EXERCISE INSTRUCTIONS: Of the lines in the data below, write out exactly those from the one holding "and never again." through the one holding "async fn exhausted_schedule_idles_when_rebuild_fails()", both included.

--- DATA ---

use std::collections::VecDeque;
use std::io;
use std::sync::atomic::{AtomicUsize, Ordering};
use std::sync::{Arc, Mutex};

use async_trait::async_trait;
use chrono::{DateTime, Utc};
use looptv_core::{
    control_channel, ActiveTranscode, ContentItem, LibraryError, LibraryResult, PlayoutError,
    Schedule, ScheduleEntry, SchedulePlanner, StreamSettings, Supervisor, TranscodeExit,
    TranscodeLauncher,
};
use tokio::sync::{mpsc, Notify};

fn item(name: &str) -> ContentItem {
    ContentItem {
        path: format!("video/music/{name}.mp4").into(),
        category: "music".to_string(),
        name: name.to_string(),
        duration: "0:00:10.000".to_string(),
        duration_ms: 10_000,
        group: "music".to_string(),
    }
}

fn schedule(names: &[&str]) -> Schedule {
    names
        .iter()
        .map(|name| ScheduleEntry {
            item: item(name),
            start: Utc::now(),
        })
        .collect()
}

fn settings(output_dir: &std::path::Path) -> StreamSettings {
    StreamSettings {
        channel_name: "usual tv".to_string(),
        resolution: "720:480".to_string(),
        overlay_image: "overlay.png".into(),
        font: "font.ttf".into(),
        weather_file: "weather.txt".into(),
        output_dir: output_dir.to_path_buf(),
        log_level: "error".to_string(),
        hls_time: 0.25,
        hls_list_size: 5,
        segment_wrap: 6,
    }
}

/// What the next launched transcode should do.
#[derive(Debug, Clone, Copy)]
enum Script {
    Exit(i32),
    /// Block until terminated.
    Hang,
}

struct ScriptedLauncher {
    scripts: Mutex<VecDeque<Script>>,
    launched: mpsc::UnboundedSender<String>,
}

impl ScriptedLauncher {
    fn new(scripts: &[Script]) -> (Arc<Self>, mpsc::UnboundedReceiver<String>) {
        let (launched, rx) = mpsc::unbounded_channel();
        let launcher = Arc::new(Self {
            scripts: Mutex::new(scripts.iter().copied().collect()),
            launched,
        });
        (launcher, rx)
    }
}

#[async_trait]
impl TranscodeLauncher for ScriptedLauncher {
    async fn launch(&self, args: &[String]) -> io::Result<Box<dyn ActiveTranscode>> {
        let script = self
            .scripts
            .lock()
            .unwrap()
            .pop_front()
            .unwrap_or(Script::Exit(0));
        // args[3] is the input path; good enough to identify the item.
        let _ = self.launched.send(args[3].clone());
        match script {
            Script::Exit(code) => Ok(Box::new(ImmediateTranscode { code })),
            Script::Hang => Ok(Box::new(HangingTranscode {
                stop: Arc::new(Notify::new()),
            })),
        }
    }
}

struct ImmediateTranscode {
    code: i32,
}

#[async_trait]
impl ActiveTranscode for ImmediateTranscode {
    async fn wait(&mut self) -> io::Result<TranscodeExit> {
        Ok(TranscodeExit::Code(self.code))
    }

    async fn terminate(&mut self) -> io::Result<()> {
        Ok(())
    }
}

struct HangingTranscode {
    stop: Arc<Notify>,
}

#[async_trait]
impl ActiveTranscode for HangingTranscode {
    async fn wait(&mut self) -> io::Result<TranscodeExit> {
        self.stop.notified().await;
        Ok(TranscodeExit::Terminated)
    }

    async fn terminate(&mut self) -> io::Result<()> {
        self.stop.notify_one();
        Ok(())
    }
}

struct BrokenLauncher;

#[async_trait]
impl TranscodeLauncher for BrokenLauncher {
    async fn launch(&self, _args: &[String]) -> io::Result<Box<dyn ActiveTranscode>> {
        Err(io::Error::new(io::ErrorKind::PermissionDenied, "denied"))
    }
}

struct TestPlanner {
    template: Option<Schedule>,
    rebuilds: Arc<AtomicUsize>,
}

impl TestPlanner {
    fn failing() -> (Self, Arc<AtomicUsize>) {
        let rebuilds = Arc::new(AtomicUsize::new(0));
        (
            Self {
                template: None,
                rebuilds: rebuilds.clone(),
            },
            rebuilds,
        )
    }

    fn with_template(template: Schedule) -> (Self, Arc<AtomicUsize>) {
        let rebuilds = Arc::new(AtomicUsize::new(0));
        (
            Self {
                template: Some(template),
                rebuilds: rebuilds.clone(),
            },
            rebuilds,
        )
    }
}

#[async_trait]
impl SchedulePlanner for TestPlanner {
    async fn rebuild(&mut self, _now: DateTime<Utc>) -> LibraryResult<Schedule> {
        self.rebuilds.fetch_add(1, Ordering::SeqCst);
        match &self.template {
            Some(template) => Ok(template.clone()),
            None => Err(LibraryError::Empty),
        }
    }
}

#[tokio::test]
async fn failed_transcode_is_skipped_not_retried() {
    let dir = tempfile::tempdir().unwrap();
    let (launcher, mut launched) =
        ScriptedLauncher::new(&[Script::Exit(0), Script::Exit(1), Script::Exit(0)]);
    let (planner, rebuilds) = TestPlanner::failing();
    let mut supervisor = Supervisor::new(
        schedule(&["a", "b", "c"]),
        planner,
        launcher,
        settings(dir.path()),
        false,
        0,
    );
    let (_handle, mut commands) = control_channel(4);

    let mut events = Vec::new();
    for _ in 0..3 {
        events.push(supervisor.run_once(&mut commands).await.unwrap().unwrap());
    }

    let names: Vec<&str> = events.iter().map(|e| e.name.as_str()).collect();
    assert_eq!(names, ["a", "b", "c"]);
    assert_eq!(events[1].exit, TranscodeExit::Code(1));
    assert_eq!(events[2].exit, TranscodeExit::Code(0));
    let positions: Vec<usize> = events.iter().map(|e| e.position_after).collect();
    assert_eq!(positions, [1, 2, 3]);

    // The failed item was launched once and never again.
    let mut launches = Vec::new();
    while let Ok(path) = launched.try_recv() {
        launches.push(path);
    }
    assert_eq!(launches.len(), 3);
    assert_eq!(rebuilds.load(Ordering::SeqCst), 1);
}

#[tokio::test]
async fn exhausted_schedule_idles_when_rebuild_fails() {
    let dir = tempfile::tempdir().unwrap();
    let (launcher, _launched) = ScriptedLauncher::new(&[Script::Exit(0)]);
    let (planner, rebuilds) = TestPlanner::failing();
    let mut supervisor = Supervisor::new(
        schedule(&["a"]),
        planner,
        launcher,
        settings(dir.path()),
        false,
        0,
    );
    let (_handle, mut commands) = control_channel(4);

    assert!(supervisor.run_once(&mut commands).await.unwrap().is_some());
    // Position is past the end and the planner keeps failing.
    assert!(supervisor.run_once(&mut commands).await.unwrap().is_none());
    assert!(rebuilds.load(Ordering::SeqCst) >= 2);
}

#[tokio::test]
async fn skip_terminates_the_active_transcode() {
    let dir = tempfile::tempdir().unwrap();
    let (launcher, mut launched) = ScriptedLauncher::new(&[Script::Hang]);
    let (planner, _rebuilds) = TestPlanner::failing();
    let mut supervisor = Supervisor::new(
        schedule(&["a", "b"]),
        planner,
        launcher,
        settings(dir.path()),
        false,
        0,
    );
    let (handle, mut commands) = control_channel(4);

    let task = tokio::spawn(async move {
        let event = supervisor.run_once(&mut commands).await;
        (supervisor, event)
    });
    launched.recv().await.unwrap();
    handle.skip().await.unwrap();

    let (supervisor, event) = task.await.unwrap();
    let event = event.unwrap().unwrap();
    assert_eq!(event.exit, TranscodeExit::Terminated);
    assert_eq!(event.position_after, 1);
    assert_eq!(supervisor.position(), 1);
}

#[tokio::test]
async fn seek_jumps_to_the_requested_slot() {
    let dir = tempfile::tempdir().unwrap();
    let (launcher, mut launched) = ScriptedLauncher::new(&[Script::Hang, Script::Exit(0)]);
    let (planner, _rebuilds) = TestPlanner::failing();
    let mut supervisor = Supervisor::new(
        schedule(&["a", "b", "c"]),
        planner,
        launcher,
        settings(dir.path()),
        false,
        0,
    );
    let (handle, mut commands) = control_channel(4);

    let task = tokio::spawn(async move {
        let event = supervisor.run_once(&mut commands).await;
        (supervisor, commands, event)
    });
    launched.recv().await.unwrap();
    handle.seek(2).await.unwrap();

    let (mut supervisor, mut commands, event) = task.await.unwrap();
    let event = event.unwrap().unwrap();
    assert_eq!(event.exit, TranscodeExit::Terminated);
    assert_eq!(event.position_after, 2);

    // The next slot is the seek target, not the one after the interrupted item.
    let event = supervisor.run_once(&mut commands).await.unwrap().unwrap();
    assert_eq!(event.name, "c");
}

#[tokio::test]
async fn status_reports_the_playing_item() {
    let dir = tempfile::tempdir().unwrap();
    let (launcher, mut launched) = ScriptedLauncher::new(&[Script::Hang]);
    let (planner, _rebuilds) = TestPlanner::failing();
    let mut supervisor = Supervisor::new(
        schedule(&["a", "b"]),
        planner,
        launcher,
        settings(dir.path()),
        false,
        0,
    );
    let (handle, mut commands) = control_channel(4);

    let task = tokio::spawn(async move {
        let event = supervisor.run_once(&mut commands).await;
        (supervisor, event)
    });
    launched.recv().await.unwrap();

    let status = handle.status().await.unwrap();
    assert_eq!(status.playing.as_deref(), Some("a"));
    assert_eq!(status.position, 0);
    assert_eq!(status.entries.len(), 2);
    assert!(status.entries[0].current);
    assert!(!status.entries[1].current);

    handle.skip().await.unwrap();
    task.await.unwrap().1.unwrap().unwrap();
}

#[tokio::test]
async fn refill_rebuilds_after_the_current_slot() {
    let dir = tempfile::tempdir().unwrap();
    let (launcher, mut launched) = ScriptedLauncher::new(&[Script::Hang]);
    let (planner, rebuilds) = TestPlanner::with_template(schedule(&["x", "y", "z"]));
    let mut supervisor = Supervisor::new(
        schedule(&["a", "b", "c"]),
        planner,
        launcher,
        settings(dir.path()),
        false,
        0,
    );
    let (handle, mut commands) = control_channel(4);

    let task = tokio::spawn(async move {
        let event = supervisor.run_once(&mut commands).await;
        (supervisor, event)
    });
    launched.recv().await.unwrap();
    handle.refill().await.unwrap();
    handle.skip().await.unwrap();

    let (supervisor, event) = task.await.unwrap();
    event.unwrap().unwrap();
    assert_eq!(rebuilds.load(Ordering::SeqCst), 1);
    assert_eq!(supervisor.position(), 0);
    assert_eq!(supervisor.schedule()[0].item.name, "x");
}

#[tokio::test]
async fn low_watermark_triggers_an_early_rebuild() {
    let dir = tempfile::tempdir().unwrap();
    let (launcher, _launched) = ScriptedLauncher::new(&[Script::Exit(0)]);
    let (planner, rebuilds) = TestPlanner::with_template(schedule(&["x", "y", "z"]));
    let mut supervisor = Supervisor::new(
        schedule(&["a", "b", "c"]),
        planner,
        launcher,
        settings(dir.path()),
        false,
        2,
    );
    let (_handle, mut commands) = control_channel(4);

    let event = supervisor.run_once(&mut commands).await.unwrap().unwrap();
    assert_eq!(event.name, "a");
    assert_eq!(rebuilds.load(Ordering::SeqCst), 1);
    assert_eq!(supervisor.position(), 0);
    assert_eq!(supervisor.schedule().len(), 3);
}

#[tokio::test]
async fn wrap_mode_loops_without_rebuilding() {
    let dir = tempfile::tempdir().unwrap();
    let (launcher, _launched) =
        ScriptedLauncher::new(&[Script::Exit(0), Script::Exit(0), Script::Exit(0)]);
    let (planner, rebuilds) = TestPlanner::failing();
    let mut supervisor = Supervisor::new(
        schedule(&["a", "b"]),
        planner,
        launcher,
        settings(dir.path()),
        true,
        0,
    );
    let (_handle, mut commands) = control_channel(4);

    let mut names = Vec::new();
    for _ in 0..3 {
        let event = supervisor.run_once(&mut commands).await.unwrap().unwrap();
        names.push(event.name);
    }
    assert_eq!(names, ["a", "b", "a"]);
    assert_eq!(rebuilds.load(Ordering::SeqCst), 0);
}

#[tokio::test]
async fn empty_schedule_yields_idle() {
    let dir = tempfile::tempdir().unwrap();
    let (launcher, _launched) = ScriptedLauncher::new(&[]);
    let (planner, rebuilds) = TestPlanner::failing();
    let mut supervisor = Supervisor::new(
        Vec::new(),
        planner,
        launcher,
        settings(dir.path()),
        false,
        0,
    );
    let (_handle, mut commands) = control_channel(4);

    assert!(supervisor.run_once(&mut commands).await.unwrap().is_none());
    assert_eq!(rebuilds.load(Ordering::SeqCst), 1);
}

#[tokio::test]
async fn spawn_failure_is_fatal() {
    let dir = tempfile::tempdir().unwrap();
    let (planner, _rebuilds) = TestPlanner::failing();
    let mut supervisor = Supervisor::new(
        schedule(&["a"]),
        planner,
        Arc::new(BrokenLauncher),
        settings(dir.path()),
        false,
        0,
    );
    let (_handle, mut commands) = control_channel(4);

    let result = supervisor.run_once(&mut commands).await;
    assert!(matches!(result, Err(PlayoutError::Spawn { .. })));
}

#[tokio::test]
async fn queued_seek_applies_before_the_next_slot() {
    let dir = tempfile::tempdir().unwrap();
    let (launcher, _launched) = ScriptedLauncher::new(&[Script::Exit(0)]);
    let (planner, _rebuilds) = TestPlanner::failing();
    let mut supervisor = Supervisor::new(
        schedule(&["a", "b", "c"]),
        planner,
        launcher,
        settings(dir.path()),
        false,
        0,
    );
    let (handle, mut commands) = control_channel(4);

    handle.seek(2).await.unwrap();
    let event = supervisor.run_once(&mut commands).await.unwrap().unwrap();
    assert_eq!(event.name, "c");
}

---

SOLUTION TO THIS EXERCISE:
    // The failed item was launched once and never again.
    let mut launches = Vec::new();
    while let Ok(path) = launched.try_recv() {
        launches.push(path);
    }
    assert_eq!(launches.len(), 3);
    assert_eq!(rebuilds.load(Ordering::SeqCst), 1);
}

#[tokio::test]
async fn exhausted_schedule_idles_when_rebuild_fails() {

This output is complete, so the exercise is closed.